NYC real estate
Well, it's official. I will NEVER own real estate in my neighborhood. Unless we hit the lotto anytime soon, which is basically never going to happen, I will eventually be pushed out of my neighborhood and deep into the heart of Brooklyn.
This will mean moving away from the park. This will mean moving away from the Park Slope Food Coop, where I am privileged to have access to the cheapest and choicest organics around. This will mean moving away from my new job, which is IN the park, which I took so I could be closer to my son's daycare. This will, ultimately, mean that I leave the city all together.
I have news for my husband and everyone else: if I leave Brooklyn, and specifically my neighborhood, it will NOT be to move to New Jersey. Not that there's anything wrong with New Jersey. I have great friends who live there, and have visited several great neighborhoods bustling with cool people, great restaurants and awesome bars. I just don't want to live there (never mind the nightmarish commute to Park Slope from the Garden State!).
If I can't live where I want then I really don't see any reason to stay in the state. And where I want to live is in my neighborhood. It rocks. It is beautiful. It centers around a beautiful park for goodness sakes! The folks who live here are families who've owned the homes here for generations (and generations). Windsor Terrace, the official name of my 'hood because of two streets there (Windsor and Terrace, natch!) is the first place I've lived in NYC where I walked into my apartment and said, hey, I'm HOME.

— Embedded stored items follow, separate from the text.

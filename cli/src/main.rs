use clap::{Args, Parser, Subcommand};
use futures_util::{SinkExt, StreamExt};
use rand::Rng;
use sanban_core::clock::ClockMode;
use sanban_core::codec::{decode, encode};
use sanban_core::protocol::{AdminMsg, ServerMsg};
use sanban_core::session::GameSettings;
use sanban_core::session_code::{SessionCode, SESSION_CODE_ALPHABET, SESSION_CODE_LEN};
use tokio_tungstenite::tungstenite::Message;
use url::Url;

mod auth;
mod bot;

#[derive(Parser)]
#[command(name = "sanban-cli", version, about = "Admin and bot tools for sanban arena sessions")]
struct Cli {
    #[command(subcommand)]
    command: Commands,
}

#[derive(Subcommand)]
enum Commands {
    Sessions {
        #[command(subcommand)]
        command: SessionCommand,
    },
    Bot {
        #[command(subcommand)]
        command: bot::BotCommand,
    },
}

#[derive(Args)]
pub(crate) struct SessionArgs {
    #[arg(long, env = "ARENA_WS_BASE_URL", default_value = "ws://localhost:8787/ws")]
    pub(crate) base_url: String,
    #[arg(long)]
    pub(crate) code: String,
    #[arg(long, default_value = "bot")]
    pub(crate) name: String,
    #[arg(long, env = "ARENA_AUTH_TOKEN")]
    pub(crate) token: Option<String>,
}

#[derive(Subcommand)]
enum SessionCommand {
    Create {
        #[arg(long, env = "ARENA_WS_BASE_URL", default_value = "ws://localhost:8787/ws")]
        base_url: String,
        #[arg(long, env = "ARENA_ADMIN_TOKEN")]
        admin_token: String,
        /// Game to pre-select: choice, board or matching.
        #[arg(long, default_value = "board")]
        game: String,
        #[arg(long, default_value_t = 9)]
        board_size: u8,
        /// Main thinking time in seconds; enables a clock for the board game.
        #[arg(long)]
        main_secs: Option<u64>,
        /// Per-move bonus in seconds (increment clock).
        #[arg(long)]
        increment_secs: Option<u64>,
        /// Overtime period length in seconds (period clock).
        #[arg(long)]
        period_secs: Option<u64>,
        #[arg(long, default_value_t = 5)]
        periods: u8,
        #[arg(long, default_value_t = 3)]
        best_of: u8,
        #[arg(long, default_value_t = 8)]
        pairs: u8,
        #[arg(long)]
        code: Option<String>,
        #[arg(long, default_value = "host")]
        host_name: String,
        #[arg(long)]
        no_connect: bool,
    },
}

#[tokio::main]
async fn main() -> Result<(), Box<dyn std::error::Error>> {
    let cli = Cli::parse();

    match cli.command {
        Commands::Sessions { command } => match command {
            SessionCommand::Create {
                base_url,
                admin_token,
                game,
                board_size,
                main_secs,
                increment_secs,
                period_secs,
                periods,
                best_of,
                pairs,
                code,
                host_name,
                no_connect,
            } => {
                let code = match code {
                    Some(code) => SessionCode::parse(&code)?.to_string(),
                    None => generate_session_code(),
                };
                let clock = build_clock(main_secs, increment_secs, period_secs, periods)?;
                let settings =
                    build_settings(&game, board_size, clock, best_of, pairs)?;
                if let Err(reason) = settings.validate() {
                    eprintln!("invalid settings: {reason}");
                    return Ok(());
                }

                let admin_url = build_admin_url(&base_url, &code, &admin_token)?;
                let join_url = build_join_url(&base_url, &code)?;

                println!("code: {code}");
                println!("join_url: {join_url}");

                if no_connect {
                    println!("admin_url: {admin_url}");
                    return Ok(());
                }

                let (ws, _response) = tokio_tungstenite::connect_async(admin_url.as_str()).await?;
                let (mut write, mut read) = ws.split();

                let msg = AdminMsg::Create {
                    code: Some(code),
                    host_name,
                    settings: Some(settings),
                };
                if let Some(payload) = encode(&msg) {
                    write.send(Message::Binary(payload.into())).await?;
                }

                if let Some(message) = read.next().await {
                    match message? {
                        Message::Text(text) => println!("server: {text}"),
                        Message::Binary(bytes) => match decode::<ServerMsg>(&bytes) {
                            Some(ServerMsg::AdminAck { session }) => {
                                println!(
                                    "created session {} (status {:?})",
                                    session.code, session.status
                                );
                            }
                            Some(msg) => println!("server: {msg:?}"),
                            None => println!("server sent an undecodable frame"),
                        },
                        Message::Close(frame) => println!("server closed: {frame:?}"),
                        _ => {}
                    }
                }
            }
        },
        Commands::Bot { command } => bot::run(command).await?,
    }

    Ok(())
}

fn build_clock(
    main_secs: Option<u64>,
    increment_secs: Option<u64>,
    period_secs: Option<u64>,
    periods: u8,
) -> Result<Option<ClockMode>, Box<dyn std::error::Error>> {
    let Some(main_secs) = main_secs else {
        if increment_secs.is_some() || period_secs.is_some() {
            return Err("clock flags require --main-secs".into());
        }
        return Ok(None);
    };
    let main_ms = main_secs * 1_000;
    match (increment_secs, period_secs) {
        (Some(_), Some(_)) => Err("pick either --increment-secs or --period-secs".into()),
        (Some(increment), None) => Ok(Some(ClockMode::IncrementOnMove {
            main_ms,
            increment_ms: increment * 1_000,
        })),
        (None, Some(period)) => Ok(Some(ClockMode::Periods {
            main_ms,
            period_ms: period * 1_000,
            periods,
        })),
        (None, None) => Ok(Some(ClockMode::IncrementOnMove {
            main_ms,
            increment_ms: 0,
        })),
    }
}

fn build_settings(
    game: &str,
    board_size: u8,
    clock: Option<ClockMode>,
    best_of: u8,
    pairs: u8,
) -> Result<GameSettings, Box<dyn std::error::Error>> {
    match game {
        "choice" => Ok(GameSettings::Choice { best_of }),
        "board" => Ok(GameSettings::Board {
            size: board_size,
            clock,
        }),
        "matching" => Ok(GameSettings::Matching { pairs }),
        other => Err(format!("unknown game: {other} (choice, board or matching)").into()),
    }
}

pub(crate) fn generate_session_code() -> String {
    let mut rng = rand::rng();
    let alphabet = SESSION_CODE_ALPHABET.as_bytes();
    let mut code = String::with_capacity(SESSION_CODE_LEN);
    for _ in 0..SESSION_CODE_LEN {
        let idx = rng.random_range(0..alphabet.len());
        code.push(alphabet[idx] as char);
    }
    code
}

fn build_admin_url(base_url: &str, code: &str, token: &str) -> Result<Url, url::ParseError> {
    let mut url = Url::parse(base_url)?;
    let base_path = url.path().trim_end_matches('/');
    let path = format!("{}/{}", base_path, code);
    url.set_path(&path);
    url.query_pairs_mut().append_pair("admin_token", token);
    Ok(url)
}

pub(crate) fn build_join_url(base_url: &str, code: &str) -> Result<Url, url::ParseError> {
    let mut url = Url::parse(base_url)?;
    let base_path = url.path().trim_end_matches('/');
    let path = format!("{}/{}", base_path, code);
    url.set_path(&path);
    url.set_query(None);
    Ok(url)
}
use std::rc::Rc;

use sanban_core::{
    GameKind, GameOutcome, GamePhase, ParticipantRole, ScorePair, SessionSnapshot,
};

use crate::clock_sync::ClockReadout;
use crate::rematch::OfferState;
use crate::session_machine::SessionPhase;

/// Transient happenings the embedder may want to toast or log. Durable state
/// belongs in [`ArenaView`], not here.
#[derive(Debug, Clone)]
pub enum ArenaEvent {
    Joined {
        code: String,
        role: ParticipantRole,
    },
    PeerJoined {
        name: String,
    },
    ConnectionLost,
    Reconnecting {
        attempt: u32,
        delay_ms: u32,
    },
    /// The retry ladder is exhausted; the embedder decides what to do next.
    ReconnectFailed,
    /// Authority-reported protocol error; display only, no phase change.
    Notice {
        message: String,
    },
    RematchOffer {
        from: ParticipantRole,
        game: GameKind,
    },
    RematchDeclined {
        by: String,
    },
}

/// Callback bundle installed by the embedding view layer. `on_view` fires
/// after every state change (including clock ticks) with a fresh renderable
/// snapshot; `on_event` carries the transients.
#[derive(Clone)]
pub struct SessionHooks {
    pub on_view: Rc<dyn Fn(ArenaView)>,
    pub on_event: Rc<dyn Fn(ArenaEvent)>,
}

impl SessionHooks {
    pub fn empty() -> Self {
        Self {
            on_view: Rc::new(|_| {}),
            on_event: Rc::new(|_| {}),
        }
    }
}

/// Everything a view needs to draw one frame of the arena, computed from the
/// owned components. Cheap to clone and carries no references back into the
/// runtime.
#[derive(Debug, Clone)]
pub struct ArenaView {
    pub connected: bool,
    pub joined: bool,
    pub phase: Option<SessionPhase>,
    pub game: Option<GameKind>,
    pub game_phase: GamePhase,
    pub my_role: Option<ParticipantRole>,
    pub turn: Option<ParticipantRole>,
    pub my_turn: bool,
    pub locked: bool,
    pub scores: ScorePair,
    pub outcome: Option<GameOutcome>,
    /// (host, guest) displays while a countdown is active.
    pub clocks: Option<(ClockReadout, ClockReadout)>,
    pub rematch: OfferState,
    pub notice: Option<String>,
    pub session: Option<SessionSnapshot>,
}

But, even though my husband and I make a very decent living, it is simply not enough. Not enough for even a 1 bedroom with less space in it than you might imagine. Not enough for a place big enough to put a toddler. We have, I estimate, less than a year in our stellar apartment, which, by New York standards, is the bomb. And by bomb I mean we have our own washer dryer, a dishwasher, forced air, rooms that are life-size with 90 degree angles, and we live on the freakin' park.
Seriously, I look out my window (doing it now) and I see into the park. Nothing is better than this. Nothing. Well, the same but with another bedroom for the kiddo. Other than that though, I'd be set.

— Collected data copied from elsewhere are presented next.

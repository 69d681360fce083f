use rkyv::api::high::{HighDeserializer, HighSerializer, HighValidator};
use rkyv::bytecheck::CheckBytes;
use rkyv::rancor::Error;
use rkyv::ser::allocator::ArenaHandle;
use rkyv::util::AlignedVec;
use rkyv::{Archive, Deserialize, Serialize};

/// Serializes a wire message. `None` means the value could not be encoded;
/// callers drop the send rather than propagate.
pub fn encode<T>(value: &T) -> Option<Vec<u8>>
where
    T: for<'a> Serialize<HighSerializer<AlignedVec, ArenaHandle<'a>, Error>>,
{
    rkyv::to_bytes::<Error>(value).ok().map(AlignedVec::into_vec)
}

/// Deserializes and validates a wire message. `None` means a malformed or
/// foreign frame; callers discard it.
pub fn decode<T>(bytes: &[u8]) -> Option<T>
where
    T: Archive,
    T::Archived:
        for<'a> CheckBytes<HighValidator<'a, Error>> + Deserialize<T, HighDeserializer<Error>>,
{
    rkyv::from_bytes::<T, Error>(bytes).ok()
}
use std::cell::RefCell;
use std::rc::Rc;

use log::{debug, warn};
use thiserror::Error;

use sanban_core::{
    BoardGeometry, ClientMsg, GameKind, GameSettings, HoverIndicator, MoveCandidate, ServerMsg,
    SessionStatus,
};

use crate::clock_sync::ClockReconciler;
use crate::directory::SessionDirectory;
use crate::move_gate::{MoveSubmissionGate, SubmitContext, SubmitError};
use crate::rematch::RematchNegotiator;
use crate::runtime::{ArenaEvent, ArenaView, SessionHooks};
use crate::schedule::{Scheduler, TaskHandle};
use crate::session_channel::{ChannelCallbacks, SessionChannel, SessionTransport};
use crate::session_machine::{SessionMachine, SessionPhase};

/// Reconnect backoff ladder; after the last rung the runtime gives up and
/// surfaces [`ArenaEvent::ReconnectFailed`].
pub const RETRY_DELAYS_MS: &[u32] = &[200, 500, 1_000, 2_000, 4_000, 8_000, 15_000, 30_000];

/// Local clock prediction granularity.
pub const CLOCK_TICK_MS: u32 = 100;

#[derive(Debug, Clone)]
pub struct ArenaConfig {
    /// Websocket base, e.g. `wss://arena.example/ws`; the session code is
    /// appended as the room path segment.
    pub ws_base: String,
    /// Opaque credential issued by the account collaborator, forwarded to
    /// the transport at connect time.
    pub credential: String,
}

pub fn normalize_ws_base(raw: &str) -> String {
    let trimmed = raw.trim();
    if let Some(rest) = trimmed.strip_prefix("http://") {
        format!("ws://{rest}")
    } else if let Some(rest) = trimmed.strip_prefix("https://") {
        format!("wss://{rest}")
    } else {
        trimmed.to_string()
    }
}

pub fn build_session_ws_url(ws_base: &str, code: &str) -> String {
    let base = ws_base.trim_end_matches('/');
    format!("{base}/{code}")
}

/// Why a board placement attempt went nowhere. The first two are caught by
/// the interaction mapper before the submission gate is consulted.
#[derive(Debug, Clone, Copy, PartialEq, Eq, Error)]
pub enum PlaceError {
    #[error("no intersection at that point")]
    OffBoard,
    #[error("intersection already occupied")]
    Occupied,
    #[error(transparent)]
    Gate(#[from] SubmitError),
}

struct ArenaState {
    machine: SessionMachine,
    clock: ClockReconciler,
    gate: MoveSubmissionGate,
    rematch: RematchNegotiator,
    hooks: SessionHooks,
    code: Option<String>,
    tick_task: Option<TaskHandle>,
    retry_task: Option<TaskHandle>,
    retry_attempts: u32,
    shutting_down: bool,
}

struct RuntimeShared {
    state: RefCell<ArenaState>,
    channel: SessionChannel,
    scheduler: Rc<dyn Scheduler>,
    directory: Rc<dyn SessionDirectory>,
    config: ArenaConfig,
}
use log::{debug, warn};

use sanban_core::{
    BoardOccupancy, GameKind, GameOutcome, GamePhase, GameSettings, MoveCandidate, ParticipantRole,
    ScoreBreakdown, ScorePair, SessionSnapshot, SessionStatus,
};

use crate::directory::SessionDirectory;

/// Session lifecycle as the client renders it. `Complete` is terminal for the
/// active game only; a successful rematch loops the machine back to `Ready`
/// (or straight to `InProgress` when the new session auto-starts).
#[derive(Debug, Clone, Copy, PartialEq, Eq)]
pub enum SessionPhase {
    Waiting,
    Ready,
    InProgress,
    Complete,
}

fn phase_of(status: SessionStatus) -> SessionPhase {
    match status {
        SessionStatus::Waiting => SessionPhase::Waiting,
        SessionStatus::Ready => SessionPhase::Ready,
        SessionStatus::InProgress => SessionPhase::InProgress,
        SessionStatus::Complete => SessionPhase::Complete,
    }
}

/// The board and matching games alternate from a fixed first mover; the
/// choice game has simultaneous rounds, so nobody holds the turn.
fn first_mover(game: GameKind) -> Option<ParticipantRole> {
    match game {
        GameKind::Choice => None,
        GameKind::Board | GameKind::Matching => Some(ParticipantRole::Host),
    }
}

/// Tracks one session's phase and the active game's renderable state by
/// consuming authoritative events. All transitions are idempotent; events
/// that do not fit the current phase are logged and discarded rather than
/// applied or propagated.
#[derive(Debug)]
pub struct SessionMachine {
    session: Option<SessionSnapshot>,
    my_role: Option<ParticipantRole>,
    phase: Option<SessionPhase>,
    game: Option<GameKind>,
    settings: Option<GameSettings>,
    game_phase: GamePhase,
    turn: Option<ParticipantRole>,
    scores: ScorePair,
    outcome: Option<GameOutcome>,
    board: Option<BoardOccupancy>,
    notice: Option<String>,
}

impl Default for SessionMachine {
    fn default() -> Self {
        Self::new()
    }
}

impl SessionMachine {
    pub fn new() -> Self {
        Self {
            session: None,
            my_role: None,
            phase: None,
            game: None,
            settings: None,
            game_phase: GamePhase::Playing,
            turn: None,
            scores: ScorePair::default(),
            outcome: None,
            board: None,
            notice: None,
        }
    }

    pub fn phase(&self) -> Option<SessionPhase> {
        self.phase
    }

    pub fn my_role(&self) -> Option<ParticipantRole> {
        self.my_role
    }

    pub fn session(&self) -> Option<&SessionSnapshot> {
        self.session.as_ref()
    }

    pub fn game(&self) -> Option<GameKind> {
        self.game
    }

    pub fn settings(&self) -> Option<&GameSettings> {
        self.settings.as_ref()
    }

    pub fn game_phase(&self) -> GamePhase {
        self.game_phase
    }

    pub fn turn(&self) -> Option<ParticipantRole> {
        self.turn
    }

    pub fn scores(&self) -> ScorePair {
        self.scores
    }

    pub fn outcome(&self) -> Option<&GameOutcome> {
        self.outcome.as_ref()
    }

    pub fn board(&self) -> Option<&BoardOccupancy> {
        self.board.as_ref()
    }

    pub fn notice(&self) -> Option<&str> {
        self.notice.as_deref()
    }

    pub fn playing(&self) -> bool {
        self.phase == Some(SessionPhase::InProgress) && self.game_phase == GamePhase::Playing
    }

    /// Whether the local participant may act this turn. Rounds in the choice
    /// game are simultaneous, so during play both sides hold the turn there
    /// and the submission lock is what prevents double commitment.
    pub fn is_my_turn(&self) -> bool {
        if !self.playing() {
            return false;
        }
        match self.game {
            Some(GameKind::Choice) => true,
            _ => self.my_role.is_some() && self.turn == self.my_role,
        }
    }

    /// Room-join ack: adopt the authoritative snapshot and our role in it.
    pub fn joined(&mut self, session: SessionSnapshot, role: ParticipantRole) {
        self.my_role = Some(role);
        self.adopt_session(session);
    }

    /// Guest attach. A payload that omits the refreshed session (or arrived
    /// without the guest populated) is repaired by re-fetching the full
    /// snapshot instead of rendering partial data.
    pub fn guest_joined(
        &mut self,
        payload: Option<SessionSnapshot>,
        directory: &dyn SessionDirectory,
    ) {
        let session = match payload {
            Some(session) if session.guest.is_some() => Some(session),
            incomplete => {
                if incomplete.is_some() {
                    debug!("guest join event missing guest identity; refetching session");
                }
                let code = self
                    .session
                    .as_ref()
                    .map(|s| s.code.clone())
                    .or_else(|| incomplete.as_ref().map(|s| s.code.clone()));
                match code {
                    Some(code) => match directory.fetch(&code) {
                        Ok(session) => Some(session),
                        Err(err) => {
                            warn!("session refetch failed: {err}");
                            self.notice = Some(format!("session refresh failed: {err}"));
                            None
                        }
                    },
                    None => {
                        warn!("guest join event with no known session code");
                        None
                    }
                }
            }
        };
        let Some(session) = session else {
            return;
        };
        self.adopt_session(session);
        if self.phase == Some(SessionPhase::Waiting) {
            self.phase = Some(SessionPhase::Ready);
        }
    }

    /// Game start, locally requested or authoritative auto-start. Receiving a
    /// duplicate start for the game already running is a no-op, reported as
    /// not applied so callers leave locks and clocks alone.
    pub fn game_started(
        &mut self,
        session: SessionSnapshot,
        game: GameKind,
        settings: GameSettings,
    ) -> bool {
        if self.phase == Some(SessionPhase::InProgress) && self.game == Some(game) {
            debug!("duplicate start for running {} game ignored", game.label());
            return false;
        }
        self.session = Some(session);
        self.phase = Some(SessionPhase::InProgress);
        self.game = Some(game);
        self.board = match settings {
            GameSettings::Board { size, .. } => Some(BoardOccupancy::new(size)),
            _ => None,
        };
        self.settings = Some(settings);
        self.game_phase = GamePhase::Playing;
        self.turn = first_mover(game);
        self.scores = ScorePair::default();
        self.outcome = None;
        self.notice = None;
        true
    }

    /// Authoritative move resolution. Updates the board mirror, running
    /// scores and turn. Returns whether the result applied; a result for a
    /// game that is not running is stale and gets dropped.
    pub fn move_result(
        &mut self,
        by: ParticipantRole,
        applied: Option<MoveCandidate>,
        scores: ScorePair,
        next_turn: Option<ParticipantRole>,
        complete: bool,
    ) -> bool {
        if self.phase != Some(SessionPhase::InProgress) {
            warn!("move result outside an active game dropped");
            return false;
        }
        if let (Some(board), Some(MoveCandidate::Stone { row, col })) =
            (self.board.as_mut(), applied)
        {
            if !board.place(row, col, by) {
                debug!("move echo for non-empty intersection ({row},{col}) ignored");
            }
        }
        self.scores = scores;
        if complete {
            self.game_phase = GamePhase::Complete;
            self.phase = Some(SessionPhase::Complete);
            self.turn = None;
        } else {
            self.turn = next_turn;
        }
        true
    }

    /// Returns whether the result applied, like [`SessionMachine::move_result`].
    pub fn pass_result(&mut self, next_turn: Option<ParticipantRole>, phase: GamePhase) -> bool {
        if self.phase != Some(SessionPhase::InProgress) {
            warn!("pass result outside an active game dropped");
            return false;
        }
        self.game_phase = phase;
        self.turn = next_turn;
        if phase == GamePhase::Complete {
            self.phase = Some(SessionPhase::Complete);
            self.turn = None;
        }
        true
    }

    pub fn score_finalized(&mut self, winner: Option<ParticipantRole>, breakdown: ScoreBreakdown) {
        self.finish(GameOutcome::Scored { winner, breakdown });
    }

    pub fn resigned(&mut self, winner: ParticipantRole, message: String) {
        self.finish(GameOutcome::Resigned { winner, message });
    }

    pub fn clock_expired(&mut self, winner: ParticipantRole, message: String) {
        self.finish(GameOutcome::TimedOut { winner, message });
    }

    /// Records a terminal outcome exactly once. A duplicate of the stored
    /// outcome is a no-op; a different outcome after the first is an
    /// authority contradiction and is dropped in favor of what was shown.
    fn finish(&mut self, outcome: GameOutcome) {
        if let Some(existing) = &self.outcome {
            if *existing == outcome {
                debug!("duplicate terminal result ignored");
            } else {
                warn!(
                    "conflicting terminal result ({} vs {}) dropped",
                    outcome.reason(),
                    existing.reason()
                );
            }
            return;
        }
        self.outcome = Some(outcome);
        self.phase = Some(SessionPhase::Complete);
        self.game_phase = GamePhase::Complete;
        self.turn = None;
    }

    /// Transient authority error: surfaced for display, no phase change.
    pub fn set_notice(&mut self, message: String) {
        self.notice = Some(message);
    }

    /// Re-arms the machine on the successor session after an accepted
    /// rematch: scores, outcome, board and turn all reset before the new
    /// game's first move.
    pub fn rematch_armed(&mut self, session: SessionSnapshot) {
        self.scores = ScorePair::default();
        self.outcome = None;
        self.board = None;
        self.notice = None;
        self.game = None;
        self.settings = None;
        self.game_phase = GamePhase::Playing;
        self.turn = None;
        let auto_started = session.status == SessionStatus::InProgress;
        let game = session.active_game;
        let settings = session.pending_settings;
        self.adopt_session(session.clone());
        if auto_started {
            if let (Some(game), Some(settings)) = (game, settings) {
                // adopt_session left us InProgress; rebuild game state as a
                // fresh start.
                self.phase = Some(SessionPhase::Ready);
                let _ = self.game_started(session, game, settings);
            }
        }
    }

    fn adopt_session(&mut self, session: SessionSnapshot) {
        self.phase = Some(phase_of(session.status));
        if session.status == SessionStatus::InProgress && self.game.is_none() {
            // Late join into a running game: adopt what the snapshot knows.
            self.game = session.active_game;
            self.settings = session.pending_settings;
            self.game_phase = GamePhase::Playing;
            if let Some(GameSettings::Board { size, .. }) = session.pending_settings {
                // The mirror starts empty; it refills from move echoes.
                self.board = Some(BoardOccupancy::new(size));
            }
            if self.turn.is_none() {
                self.turn = session.active_game.and_then(first_mover);
            }
        }
        self.session = Some(session);
    }
}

Here's the thing. Yes, we can manage in this apartment for a while. Kiddo is not even to crawling stage yet, and my husband and I are very creative when it comes to using our space wisely. Now that we've added another person to the mix things have gotten...interesting. And cramped. But we are happy and we make do. Space is meaningless when you have a new baby and have your own washer dryer.
But some day, as in really soon, I want to have another child. I don't even know if that's a possibility for me--I may never end up getting pregnant again--but I want to plan as though it is. There is simply no way--NO WAY--that we could fit one more thing, or person, or that person's things, into this apartment.
Nor could we fit it all into pretty much any apartments I've seen in the area. And the prices for what you get--well, I won't even get into that.
This is the reason (well, one of them) you see so many folks in New York City with only one child. Couples simply don't have the room or the money to produce a sibling. Those couples that do venture into the land of Baby: Part Deux clearly have better paying jobs than we do and have somehow managed to capture one of these elusive three bedroom apartments that are about as rare as a Dodo.
Sigh. So I am back at the drawing board. Either we wait and continue to save and hope that 2008 offers some relief from the ridiculous price puffing around here, or we decide not to buy at all and continue to rent (and buy a car!) or we buy somewhere else.
I have my work cut out for me on this one, clearly. I look at my son and I think how important it is to give him a home--not just a house. I also think that I don't want paying for that house to keep me from being able to provide him with everything else he needs (and that's a LOT).
You know that term 'being caught between a rock and a hard place?' Well, I'm so there.